Check out a new neighborhood (or an old favorite)
Holiday visitors can spend a day walking around the city’s historic West Bottoms, which survived flooding in 1903 and 1951. The high water mark is still visible from the second floor of the Livestock Exchange Building.
Today, the Bottoms feel eerily — but happily — suspended in time. Take the scenic 12th Street Bridge from downtown to park and peruse the area’s collection of thrift stores, bars and coffee shops. First Friday weekends are especially busy and popular.
Another possibility is the Strawberry Hill neighborhood in Kansas City, Kansas, which has a history all its own.
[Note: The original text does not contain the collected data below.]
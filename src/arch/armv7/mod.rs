//! # ARMv7-A Architecture Support
//!
//! Covers the Raspberry Pi 2 and other 32-bit BCM283x boards.

pub mod interrupt;
pub mod misc;
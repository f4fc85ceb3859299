//! The tick interrupt and the timer API built on it.
//!
//! A [`TimerContext`] owns the hardware timer, the tick counters and the
//! kernel timer table. The kernel creates exactly one, usually in a `static`,
//! calls [`TimerContext::initialize`] once during boot and then shares it by
//! reference.

use core::sync::atomic::{AtomicBool, Ordering};
use core::time::Duration;

use arrayvec::ArrayString;

use crate::arch::misc::memory_barrier;
use crate::clock;
use crate::config::{HZ, KERNEL_TIMERS, TICK_PERIOD};
use crate::devices::{Channel, SystemTimer};
use crate::error::{Error, Result};
use crate::interrupt::{InterruptController, InterruptHandler};
use crate::kernel_timer::{
    report_start_failure, ticks_from_duration, KernelTimerHandle, KernelTimerHandler,
    KernelTimers,
};
use crate::sync::IrqGuard;
use crate::tick::{self, TickCounter, TimeStamp, TIME_STRING_CAPACITY};

/// Tick source plus `N` kernel timers.
pub struct TimerContext<T, const N: usize = KERNEL_TIMERS> {
    hardware: T,
    /// Compare channel owned by this context.
    channel: Channel,
    /// Counter cycles per tick.
    period: u32,
    ticks: TickCounter,
    timers: KernelTimers<N>,
    initialized: AtomicBool,
}

impl<T: SystemTimer, const N: usize> TimerContext<T, N> {
    /// A context ticking on the channel from `config.toml`.
    pub const fn new(hardware: T) -> Self {
        Self::with_channel(hardware, Channel::CONFIGURED)
    }

    pub const fn with_channel(hardware: T, channel: Channel) -> Self {
        TimerContext {
            hardware,
            channel,
            period: TICK_PERIOD,
            ticks: TickCounter::new(),
            timers: KernelTimers::new(),
            initialized: AtomicBool::new(false),
        }
    }

    pub fn hardware(&self) -> &T {
        &self.hardware
    }

    pub fn channel(&self) -> Channel {
        self.channel
    }

    /// Connect the tick interrupt and program the first compare match.
    pub fn initialize(&'static self, controller: &mut dyn InterruptController) -> Result<()>
    where
        T: Sync + 'static,
    {
        if self.initialized.swap(true, Ordering::AcqRel) {
            return Err(Error::AlreadyInitialized);
        }

        controller.connect(self.channel.interrupt(), self);

        memory_barrier();
        let compare = self.hardware.counter().wrapping_add(self.period);
        self.hardware.set_compare(self.channel, compare);
        memory_barrier();

        debug!(
            "timer: {} Hz on {:?} (irq {}), {} kernel timers",
            HZ,
            self.channel,
            self.channel.interrupt().irq(),
            N
        );
        Ok(())
    }

    pub fn is_initialized(&self) -> bool {
        self.initialized.load(Ordering::Acquire)
    }

    /// Raw value of the free-running hardware counter.
    pub fn clock_ticks(&self) -> u32 {
        clock::read_ticks(&self.hardware)
    }

    /// Tick interrupts since initialization.
    pub fn ticks(&self) -> u32 {
        self.ticks.ticks()
    }

    /// Whole seconds since initialization.
    pub fn time(&self) -> u32 {
        self.ticks.seconds()
    }

    /// Current time, or `None` before the first tick.
    pub fn timestamp(&self) -> Option<TimeStamp> {
        let (ticks, seconds) = {
            let guard = IrqGuard::new();
            self.ticks.snapshot(&guard)
        };
        TimeStamp::new(ticks, seconds)
    }

    /// Current time as `HH:MM:SS.ff`, or `None` before the first tick.
    pub fn time_string(&self) -> Option<ArrayString<TIME_STRING_CAPACITY>> {
        self.timestamp().map(|stamp| stamp.to_array_string())
    }

    /// Time since the first tick.
    pub fn uptime(&self) -> Duration {
        let (ticks, seconds) = {
            let guard = IrqGuard::new();
            self.ticks.snapshot(&guard)
        };
        tick::uptime(ticks, seconds)
    }

    /// Arm a one-shot timer `delay` ticks from now.
    ///
    /// The handler runs in interrupt context. Fails with
    /// [`Error::Exhausted`] when all `N` slots are armed; nothing retries.
    pub fn start_kernel_timer(
        &self,
        delay: u32,
        handler: KernelTimerHandler<N>,
        param: usize,
        context: usize,
    ) -> Result<KernelTimerHandle> {
        let result = {
            let guard = IrqGuard::new();
            let now = self.ticks.ticks();
            self.timers
                .start(&guard, now, delay, handler, param, context)
        };
        result.inspect_err(report_start_failure)
    }

    /// Like [`start_kernel_timer`](Self::start_kernel_timer), rounding
    /// `delay` up to whole ticks.
    pub fn start_kernel_timer_after(
        &self,
        delay: Duration,
        handler: KernelTimerHandler<N>,
        param: usize,
        context: usize,
    ) -> Result<KernelTimerHandle> {
        let ticks = ticks_from_duration(delay).inspect_err(report_start_failure)?;
        self.start_kernel_timer(ticks, handler, param, context)
    }

    /// Disarm a timer. Harmless if it already fired.
    ///
    /// # Panics
    ///
    /// Panics if `handle` is outside `1..=N`.
    #[track_caller]
    pub fn cancel_kernel_timer(&self, handle: KernelTimerHandle) {
        let guard = IrqGuard::new();
        self.timers.cancel(&guard, handle);
    }

    /// Number of armed kernel timers.
    pub fn armed_timers(&self) -> usize {
        let guard = IrqGuard::new();
        self.timers.armed(&guard)
    }

    pub fn is_armed(&self, handle: KernelTimerHandle) -> bool {
        let guard = IrqGuard::new();
        self.timers.is_armed(&guard, handle)
    }

    /// Service the tick interrupt.
    ///
    /// # Panics
    ///
    /// Panics if the channel's match bit is not set.
    pub fn handle_interrupt(&self) {
        // Nested: the exception entry has already masked IRQs
        let guard = IrqGuard::new();

        memory_barrier();

        let matched = self.channel.status();
        assert!(
            self.hardware.status().contains(matched),
            "timer interrupt without {:?} match",
            self.channel
        );

        // Next match is relative to now, so a late handler drops ticks
        // instead of bunching them up.
        let compare = self.hardware.counter().wrapping_add(self.period);
        self.hardware.set_compare(self.channel, compare);

        self.hardware.acknowledge(matched);

        memory_barrier();

        let now = self.ticks.advance(&guard);
        self.timers.poll(&guard, now);
    }
}

impl<T: SystemTimer + Sync, const N: usize> InterruptHandler for TimerContext<T, N> {
    fn handle_interrupt(&self) {
        TimerContext::handle_interrupt(self);
    }
}
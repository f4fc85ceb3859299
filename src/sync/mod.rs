//! Synchronization primitives for state shared with the tick interrupt.
//!
//! The core is single and the only asynchronous actor is the interrupt
//! handler, so mutual exclusion is interrupt masking ([`IrqGuard`]). Data is
//! wrapped in an [`IrqMutex`], which can only be locked by someone holding a
//! guard.
//!
//! The handler takes an `IrqGuard` too. The guard records whether IRQs were
//! enabled and only unmasks them on drop if they were, so taking it with IRQs
//! already masked by the exception entry is a no-op pair rather than a
//! deadlock.

/// Run a block with IRQs masked.
#[macro_export]
macro_rules! irq_critical {
    ($body:block) => {{
        let _guard = $crate::IrqGuard::new();
        $body
    }};
}

mod irq;
mod irq_mutex;

pub use irq::{interrupts_masked, IrqGuard};
pub use irq_mutex::IrqMutex;
pub mod text;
Established by Eastern European immigrants after flooding in 1904, the area has a thriving Latinx community and is known for its grand Victorian homes with original stained-glass windows.
Downtowns in historic nearby cities such as Independence and Liberty also provide plenty to see and do without planning a long day or overnight trip.
And there’s always a stroll around Kansas City’s Country Club Plaza — with or without the lights.